В итоге Макарий порешил никуда более не ездить и запил горькую в своем дворце, стоящим за крепкой и широченной стеной Детинца. Даже баб он прекратил воровать на городских улицах, а довольствовался горничными девками и дебелыми кухарками. Впрочем и тут напасти не прекратились, а скорее умножились. Развелись во дворце какие-то крысы преогромного размера, иже просачивались в самые мелкие скважины, и ухитрялись харчить людей, особливо сдобных кухонных баб. Опричь того, грызуны сожрали и верховного ревнителя Святоеда, об чем царь не шибко сожалел - главный вероучитель много ведал лишнего.
Царь, лично возглавя дворцовую гвардию, устроил облаву на колдовских тварей вместе со своим демонометром и демонобоем. Взламывал Величество полы и стены, открывал самые темные подвалы, спускался, не радея о животе своем, в самые глубокие подземелья, сыскал не только кучу человечьих костей, но даже несколько совершенно забытых узников, которые издавна питались мышами, слизнями и пауками. Узникам тут настал конец от меча и копья - на тот случай, ежели они связаны с бесовской силой. Попадались навстречу и дьявольские крысы, каковые тут же истреблялись жезлом-демонобоем. Наконец, в самом дальнем углу самого большого подземелья (что располагалось под Поварской башней, где готовился харч для всего двора), встретился царю крысиный король, крысодракон. Тот будто состоял из множества сросшихся тварей, причем некоторые головы у него были человеческие - словно позаимствованные у пропавших кухарок, у Святоеда и каких-то неизвестных лиц. Вдобавок новые и новые крысы то и дело отпочковывались от поганого многоглавца.
Царь с гвардейцами, не спужавшись, свирепо бросился в бой. И рубили они крыс мечами да секирами, и гвоздили палицами, и жгли факелами. А самое главное - самодержец хоробро и умело орудовал демонобоем, замыкая крысодракона в уничтожительное пушистое облако. И замкнул - многочленное чудище ревело, как будто силилось что-то сказать, судорожно дергалось, разделялось и вновь соединялось, меняло облики, обращалось в клубок змей и коркодилов, в стайку обольстительных девиц, в собрание почтенных старцев, но Макарий не выпускал преисподнюю нечисть из своих мощных уз. Он умело совмещал прицел демонобоя с его целеуказателем и нажимал на кнопку с волшебной надписью "Delete".

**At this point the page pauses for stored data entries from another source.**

//! SMT-LIB2 rendering of term DAGs
//!
//! Every compound node of a formula's cone is bound to a `define-fun`
//! named after its pool handle, so shared subterms are written once and
//! deeply shared path conditions never explode into trees. Constants and
//! variables are referenced inline.

use std::collections::HashSet;
use std::fmt::Write;

use octopus_expr::{Bits, BitwiseOp, Sort, Term, TermId, TermPool};

/// The SMT-LIB sort of a term sort.
pub fn sort_smt(sort: Sort) -> String {
    match sort {
        Sort::Bits(width) => format!("(_ BitVec {width})"),
        Sort::Bool => "Bool".into(),
    }
}

/// A bit-vector literal, most-significant bit first.
pub fn bits_literal(bits: &Bits) -> String {
    let mut out = String::with_capacity(bits.width() as usize + 2);
    out.push_str("#b");
    for bit in bits.to_bools_msb() {
        out.push(if bit { '1' } else { '0' });
    }
    out
}

/// A (quoted if necessary) SMT-LIB symbol for a variable name.
pub fn symbol(name: &str) -> String {
    let simple = !name.is_empty()
        && !name.starts_with(|c: char| c.is_ascii_digit())
        && name
            .chars()
            .all(|c| c.is_ascii_alphanumeric() || matches!(c, '_' | '.' | '-' | '~' | '!' | '$'));
    if simple {
        name.to_string()
    } else {
        format!("|{}|", name.replace('|', "_"))
    }
}

/// Inline reference to a term: a literal, a variable symbol, or the name
/// of its `define-fun` binding.
pub fn term_ref(pool: &TermPool, id: TermId) -> String {
    match pool.term(id) {
        Term::Const(bits) => bits_literal(bits),
        Term::True => "true".into(),
        Term::False => "false".into(),
        Term::Var { name, .. } => symbol(name),
        _ => format!("t{}", id.index()),
    }
}

/// Append declarations and definitions for every node in the cone of
/// `root` that is not yet in `defined`, in dependency order. `defined`
/// is extended with the newly emitted nodes, which are also returned so
/// callers can unwind them when an assertion frame is popped.
pub fn define_cone(
    pool: &TermPool,
    root: TermId,
    defined: &mut HashSet<TermId>,
    out: &mut String,
) -> Vec<TermId> {
    // Iterative post-order: path conditions grow linearly in the packet
    // length and would overflow the stack recursively.
    let mut fresh = Vec::new();
    let mut stack = vec![(root, false)];
    while let Some((id, expanded)) = stack.pop() {
        if defined.contains(&id) {
            continue;
        }
        if expanded {
            defined.insert(id);
            fresh.push(id);
            emit(pool, id, out);
            continue;
        }
        stack.push((id, true));
        for child in children(pool.term(id)) {
            stack.push((child, false));
        }
    }
    fresh
}

fn children(term: &Term) -> Vec<TermId> {
    match term {
        Term::Const(_) | Term::Var { .. } | Term::True | Term::False => Vec::new(),
        Term::Extract { src, .. } => vec![*src],
        Term::Not(arg) | Term::BoolNot(arg) => vec![*arg],
        Term::Concat(lhs, rhs)
        | Term::Bitwise { lhs, rhs, .. }
        | Term::Eq(lhs, rhs)
        | Term::BoolAnd(lhs, rhs)
        | Term::BoolOr(lhs, rhs) => vec![*lhs, *rhs],
        Term::Ite { cond, then, other } => vec![*cond, *then, *other],
    }
}

fn emit(pool: &TermPool, id: TermId, out: &mut String) {
    let body = match pool.term(id) {
        // Inlined at reference sites.
        Term::Const(_) | Term::True | Term::False => return,
        Term::Var { name, width } => {
            let _ = writeln!(
                out,
                "(declare-const {} (_ BitVec {width}))",
                symbol(name)
            );
            return;
        }
        Term::Concat(lhs, rhs) => {
            format!("(concat {} {})", term_ref(pool, *lhs), term_ref(pool, *rhs))
        }
        Term::Extract { src, hi, lo } => {
            format!("((_ extract {hi} {lo}) {})", term_ref(pool, *src))
        }
        Term::Not(arg) => format!("(bvnot {})", term_ref(pool, *arg)),
        Term::Bitwise { op, lhs, rhs } => {
            let op = match op {
                BitwiseOp::And => "bvand",
                BitwiseOp::Or => "bvor",
                BitwiseOp::Xor => "bvxor",
                BitwiseOp::Shl => "bvshl",
                BitwiseOp::Shr => "bvlshr",
            };
            format!("({op} {} {})", term_ref(pool, *lhs), term_ref(pool, *rhs))
        }
        Term::Eq(lhs, rhs) => format!("(= {} {})", term_ref(pool, *lhs), term_ref(pool, *rhs)),
        Term::Ite { cond, then, other } => format!(
            "(ite {} {} {})",
            term_ref(pool, *cond),
            term_ref(pool, *then),
            term_ref(pool, *other)
        ),
        Term::BoolNot(arg) => format!("(not {})", term_ref(pool, *arg)),
        Term::BoolAnd(lhs, rhs) => {
            format!("(and {} {})", term_ref(pool, *lhs), term_ref(pool, *rhs))
        }
        Term::BoolOr(lhs, rhs) => {
            format!("(or {} {})", term_ref(pool, *lhs), term_ref(pool, *rhs))
        }
    };
    let _ = writeln!(
        out,
        "(define-fun t{} () {} {body})",
        id.index(),
        sort_smt(pool.sort(id))
    );
}

/// A self-contained script asserting `root`, suitable for re-checking a
/// certificate obligation outside the engine.
pub fn standalone_script(pool: &TermPool, root: TermId) -> String {
    let mut out = String::new();
    let mut defined = HashSet::new();
    define_cone(pool, root, &mut defined, &mut out);
    let _ = writeln!(out, "(assert {})", term_ref(pool, root));
    out
}

#[cfg(test)]
mod tests {
    use super::*;

    #[test]
    fn literals_and_symbols() {
        assert_eq!(bits_literal(&Bits::from_u64(4, 0b1010)), "#b1010");
        assert_eq!(symbol("in_0"), "in_0");
        assert_eq!(symbol("hdr.tag"), "hdr.tag");
        assert_eq!(symbol("0weird"), "|0weird|");
        assert_eq!(symbol("a b"), "|a b|");
    }

    #[test]
    fn shared_nodes_are_defined_once() {
        let mut pool = TermPool::new();
        let a = pool.var("a", 4);
        let b = pool.var("b", 4);
        let x = pool.xor(a, b);
        let both = pool.eq(x, x);
        let script = standalone_script(&pool, both);
        assert_eq!(script.matches("(declare-const a (_ BitVec 4))").count(), 1);
        assert_eq!(script.matches("(bvxor a b)").count(), 1);
        assert!(script.ends_with(&format!("(assert t{})\n", both.index())));
    }

    #[test]
    fn definitions_come_before_uses() {
        let mut pool = TermPool::new();
        let a = pool.var("a", 8);
        let hi = pool.extract(a, 7, 4);
        let lo = pool.extract(a, 3, 0);
        let eq = pool.eq(hi, lo);
        let script = standalone_script(&pool, eq);
        let hi_def = script.find(&format!("(define-fun t{}", hi.index())).unwrap();
        let eq_def = script.find(&format!("(define-fun t{}", eq.index())).unwrap();
        assert!(hi_def < eq_def);
        let decl = script.find("(declare-const a").unwrap();
        assert!(decl < hi_def);
    }

    #[test]
    fn incremental_cones_skip_defined_nodes() {
        let mut pool = TermPool::new();
        let a = pool.var("a", 4);
        let b = pool.var("b", 4);
        let first = pool.eq(a, b);
        let not = pool.bnot(first);
        let mut defined = HashSet::new();
        let mut out = String::new();
        define_cone(&pool, first, &mut defined, &mut out);
        let mut second = String::new();
        define_cone(&pool, not, &mut defined, &mut second);
        assert!(!second.contains("declare-const"));
        assert!(second.contains(&format!("(not t{})", first.index())));
    }
}
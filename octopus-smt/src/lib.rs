//! SMT backend adapter.
//!
//! Wraps one or more SMT-LIB2 solvers behind a uniform session contract:
//! an assertion stack, satisfiability checks and model extraction. A
//! check runs as a portfolio — every solver gets the query, the first
//! decisive answer wins and the rest are cancelled. Incrementality is a
//! per-solver option; when it is off the stack is emulated by replaying
//! assertions into a fresh process, so the engine may rely on it for
//! performance only.

mod error;
mod session;
mod spec;

pub mod smtlib;

pub use error::SmtError;
pub use session::Session;
pub use spec::{SolverKind, SolverOptions, SolverSpec};

/// Outcome of a satisfiability check.
#[derive(Debug, Clone, Copy, PartialEq, Eq)]
pub enum SatResult {
    Sat,
    Unsat,
    /// Every solver gave up or timed out; the engine decides whether
    /// this is fatal.
    Unknown,
}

Но прежде чем исчезнуть крысиный царь промолвил:
– Не врага, а друга ты лишил ты телесной оболочки, ведь я - посланец дружественного Технокома. А враг остался рядом с тобой. Вряд ли я еще сумею помочь тебе, тиран.
Государь, не смутившись, вопросил:
– Если ты друг, то зачем сшамал Святоеда и столько кухонных баб?
– Таковы законы функционирования моих телесных форм, им нужна легкоусваиваемая физическая энергия. К тому же все, кого я расщеплял, имели внутри гнездовья враждебной нитеплазмы.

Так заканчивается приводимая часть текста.